What you are asked to do: Show every line of the records below that contains the word "info".

Source material below:

//! Shared helpers.

pub mod progress;
pub mod time;
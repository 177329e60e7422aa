//! Distribution statistics for duration samples.

use serde::{Deserialize, Serialize};

/// Round to one decimal place for reporting.
#[must_use]
pub fn round1(value: f64) -> f64 {
    (value * 10.0).round() / 10.0
}

/// Summary of a set of durations, in days.
///
/// [`TimeStats::from_values`] keeps full precision; call
/// [`TimeStats::rounded`] once when producing output.
#[derive(Debug, Clone, Copy, Default, PartialEq, Serialize, Deserialize)]
pub struct TimeStats {
    #[serde(rename = "average_days")]
    pub average: f64,
    #[serde(rename = "median_days")]
    pub median: f64,
    #[serde(rename = "p85_days")]
    pub p85: f64,
    #[serde(rename = "min_days")]
    pub min: f64,
    #[serde(rename = "max_days")]
    pub max: f64,
    #[serde(rename = "std_dev_days")]
    pub std_dev: f64,
    #[serde(rename = "sample_count")]
    pub count: usize,
}

impl TimeStats {
    /// Compute over `values`. An empty slice yields all zeros.
    ///
    /// Median averages the two middle values for an even count. The 85th
    /// percentile is the element at `floor(0.85 * n)`, clamped to `n - 1`.
    /// Standard deviation is the population form.
    #[must_use]
    pub fn from_values(values: &[f64]) -> Self {
        if values.is_empty() {
            return Self::default();
        }

        let mut sorted = values.to_vec();
        sorted.sort_by(f64::total_cmp);
        let n = sorted.len();

        let mean = sorted.iter().sum::<f64>() / n as f64;
        let variance = sorted.iter().map(|v| (v - mean).powi(2)).sum::<f64>() / n as f64;

        let mid = n / 2;
        let median = if n % 2 == 0 {
            (sorted[mid - 1] + sorted[mid]) / 2.0
        } else {
            sorted[mid]
        };
        let p85_idx = ((n as f64 * 0.85).floor() as usize).min(n - 1);

        Self {
            average: mean,
            median,
            p85: sorted[p85_idx],
            min: sorted[0],
            max: sorted[n - 1],
            std_dev: variance.sqrt(),
            count: n,
        }
    }

    /// Copy with every scalar rounded to one decimal.
    #[must_use]
    pub fn rounded(&self) -> Self {
        Self {
            average: round1(self.average),
            median: round1(self.median),
            p85: round1(self.p85),
            min: round1(self.min),
            max: round1(self.max),
            std_dev: round1(self.std_dev),
            count: self.count,
        }
    }

    #[must_use]
    pub const fn is_empty(&self) -> bool {
        self.count == 0
    }
}

/// Completed items per period.
#[derive(Debug, Clone, Copy, Default, PartialEq, Serialize, Deserialize)]
pub struct RateStats {
    pub total: usize,
    pub per_day: f64,
    pub per_week: f64,
}

impl RateStats {
    #[must_use]
    pub fn over_days(total: usize, days: u32) -> Self {
        let per_day = total as f64 / f64::from(days.max(1));
        Self {
            total,
            per_day,
            per_week: per_day * 7.0,
        }
    }
}
//! Turning raw tracker records into store-ready records.
//!
//! Classification is a stateless mapping from label names to the derived
//! `status`/`priority`/`type`/`size`/`blocked` fields, driven by a fixed
//! prefix table.

pub mod timeline;

use chrono::{DateTime, Utc};
use serde::{Deserialize, Serialize};

use crate::model::{FlowStatus, IssueState};
use crate::tracker::RawIssue;

pub use timeline::{TimelineSummary, resolve_timeline};

/// Label name that marks an issue as blocked.
pub const BLOCKED_LABEL: &str = "blocked";

/// Which derived field a label feeds.
#[derive(Debug, Clone, Copy, PartialEq, Eq, Hash, Serialize, Deserialize)]
#[serde(rename_all = "snake_case")]
pub enum LabelCategory {
    Status,
    Priority,
    Type,
    Size,
    Blocked,
    Other,
}

impl LabelCategory {
    #[must_use]
    pub const fn as_str(&self) -> &'static str {
        match self {
            Self::Status => "status",
            Self::Priority => "priority",
            Self::Type => "type",
            Self::Size => "size",
            Self::Blocked => "blocked",
            Self::Other => "other",
        }
    }
}

const PREFIXES: [(&str, LabelCategory); 5] = [
    ("status:", LabelCategory::Status),
    ("status ", LabelCategory::Status),
    ("priority:", LabelCategory::Priority),
    ("type:", LabelCategory::Type),
    ("size:", LabelCategory::Size),
];

/// Split a label into its category and (lowercased, trimmed) value.
#[must_use]
pub fn categorize(label: &str) -> (LabelCategory, String) {
    let lower = label.trim().to_lowercase();
    if lower == BLOCKED_LABEL {
        return (LabelCategory::Blocked, lower);
    }
    for (prefix, category) in PREFIXES {
        if let Some(rest) = lower.strip_prefix(prefix) {
            let value = rest.trim().to_string();
            if category == LabelCategory::Status && value == BLOCKED_LABEL {
                return (LabelCategory::Blocked, value);
            }
            return (category, value);
        }
    }
    (LabelCategory::Other, lower)
}

/// Derived fields for one issue's label set.
#[derive(Debug, Clone, Default, PartialEq, Eq, Serialize, Deserialize)]
pub struct Classification {
    pub status: Option<FlowStatus>,
    pub priority: Option<String>,
    pub issue_type: Option<String>,
    pub size: Option<String>,
    pub blocked: bool,
}

/// Classify a label set. The first label of each category wins.
#[must_use]
pub fn classify<S: AsRef<str>>(labels: &[S]) -> Classification {
    let mut out = Classification::default();
    for label in labels {
        let (category, value) = categorize(label.as_ref());
        match category {
            LabelCategory::Blocked => out.blocked = true,
            _ if value.is_empty() => {}
            LabelCategory::Status => {
                out.status.get_or_insert_with(|| FlowStatus::parse(&value));
            }
            LabelCategory::Priority => {
                out.priority.get_or_insert(value);
            }
            LabelCategory::Type => {
                out.issue_type.get_or_insert(value);
            }
            LabelCategory::Size => {
                out.size.get_or_insert(value);
            }
            LabelCategory::Other => {}
        }
    }
    out
}

/// An issue ready for [`crate::storage::SqliteStorage::upsert_issue`].
#[derive(Debug, Clone, PartialEq, Eq)]
pub struct IssueRecord {
    pub number: i64,
    pub title: String,
    pub state: IssueState,
    pub classification: Classification,
    pub labels: Vec<String>,
    pub assignee: Option<String>,
    pub created_at: DateTime<Utc>,
    pub updated_at: DateTime<Utc>,
    pub closed_at: Option<DateTime<Utc>>,
}

impl IssueRecord {
    #[must_use]
    pub const fn status(&self) -> Option<&FlowStatus> {
        self.classification.status.as_ref()
    }
}

/// Build an [`IssueRecord`] from a raw tracker issue.
///
/// A closed issue carrying no status label is treated as `done`.
///
/// # Errors
///
/// Returns an error if the remote state string is not recognised.
pub fn issue_record(raw: &RawIssue) -> crate::Result<IssueRecord> {
    let state: IssueState = raw.state.parse()?;
    let mut classification = classify(raw.labels.as_slice());
    if state.is_closed() && classification.status.is_none() {
        classification.status = Some(FlowStatus::Done);
    }

    Ok(IssueRecord {
        number: raw.number,
        title: raw.title.clone(),
        state,
        classification,
        labels: raw.labels.clone(),
        assignee: raw.assignee.clone().filter(|a| !a.is_empty()),
        created_at: raw.created_at,
        updated_at: raw.updated_at,
        closed_at: if state.is_closed() { raw.closed_at } else { None },
    })
}
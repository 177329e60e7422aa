//! Sync command implementation.
//!
//! Resolves target repositories, then pulls labels, issues and optionally
//! pull requests and timelines through the `gh` CLI.

use crate::cli::SyncArgs;
use crate::cli::commands::{open_storage, print_json};
use crate::config::{self, CliOverrides, Config};
use crate::error::{KanbanError, Result};
use crate::format::format_sync_report;
use crate::sync::{SyncOptions, SyncReport, resolve_targets, run_sync};
use crate::tracker::{GhCli, IssueTracker};
use crate::util::progress::{create_progress_bar, create_spinner, should_show_progress};
use tracing::info;

/// Build sync options from flags and configuration.
#[must_use]
pub fn sync_options(args: &SyncArgs, config: &Config) -> SyncOptions {
    SyncOptions {
        labels: config.all_labels(),
        sync_labels: args.sync_labels(),
        sync_issues: true,
        with_prs: args.prs,
        with_timeline: args.timeline,
        issue_limit: config.settings.issue_limit,
        pr_limit: config.settings.pr_limit,
        closed_days: config.settings.closed_days,
        concurrency: config.settings.concurrency,
        snapshot: !args.no_snapshot,
    }
}

/// Execute the sync command.
///
/// # Errors
///
/// Returns an error if configuration is incomplete, the store cannot be
/// opened, or any repository reported an error.
pub fn execute(args: &SyncArgs, json: bool, cli: &CliOverrides) -> Result<()> {
    let config = config::load_config(cli)?;
    config.validate()?;
    let org = config.require_organization()?.to_string();
    let options = sync_options(args, &config);
    if options.sync_labels && options.labels.is_empty() {
        return Err(KanbanError::NoLabels);
    }

    let tracker = GhCli::new();
    let report = run(&tracker, &config, &org, &args.repos, &options, json)?;

    if json {
        print_json(&report)?;
    } else {
        print!("{}", format_sync_report(&report));
    }

    if report.is_clean() {
        Ok(())
    } else {
        Err(KanbanError::SyncIncomplete {
            count: report.errors.len(),
        })
    }
}

fn run(
    tracker: &dyn IssueTracker,
    config: &Config,
    org: &str,
    explicit: &[String],
    options: &SyncOptions,
    json: bool,
) -> Result<SyncReport> {
    let show = should_show_progress() && !json;

    let spinner = create_spinner("Resolving repositories", show);
    let targets = resolve_targets(tracker, org, explicit, &config.repositories);
    spinner.finish_and_clear();
    let targets = targets?;
    info!(org, count = targets.len(), "Resolved sync targets");

    let mut storage = open_storage(config)?;
    let bar = create_progress_bar(targets.len() as u64, "Syncing", show);
    let report = run_sync(tracker, &mut storage, org, &targets, options, &bar);
    bar.finish_and_clear();
    report
}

End of Source material.

Exercise response:
use tracing::info;
    info!(org, count = targets.len(), "Resolved sync targets");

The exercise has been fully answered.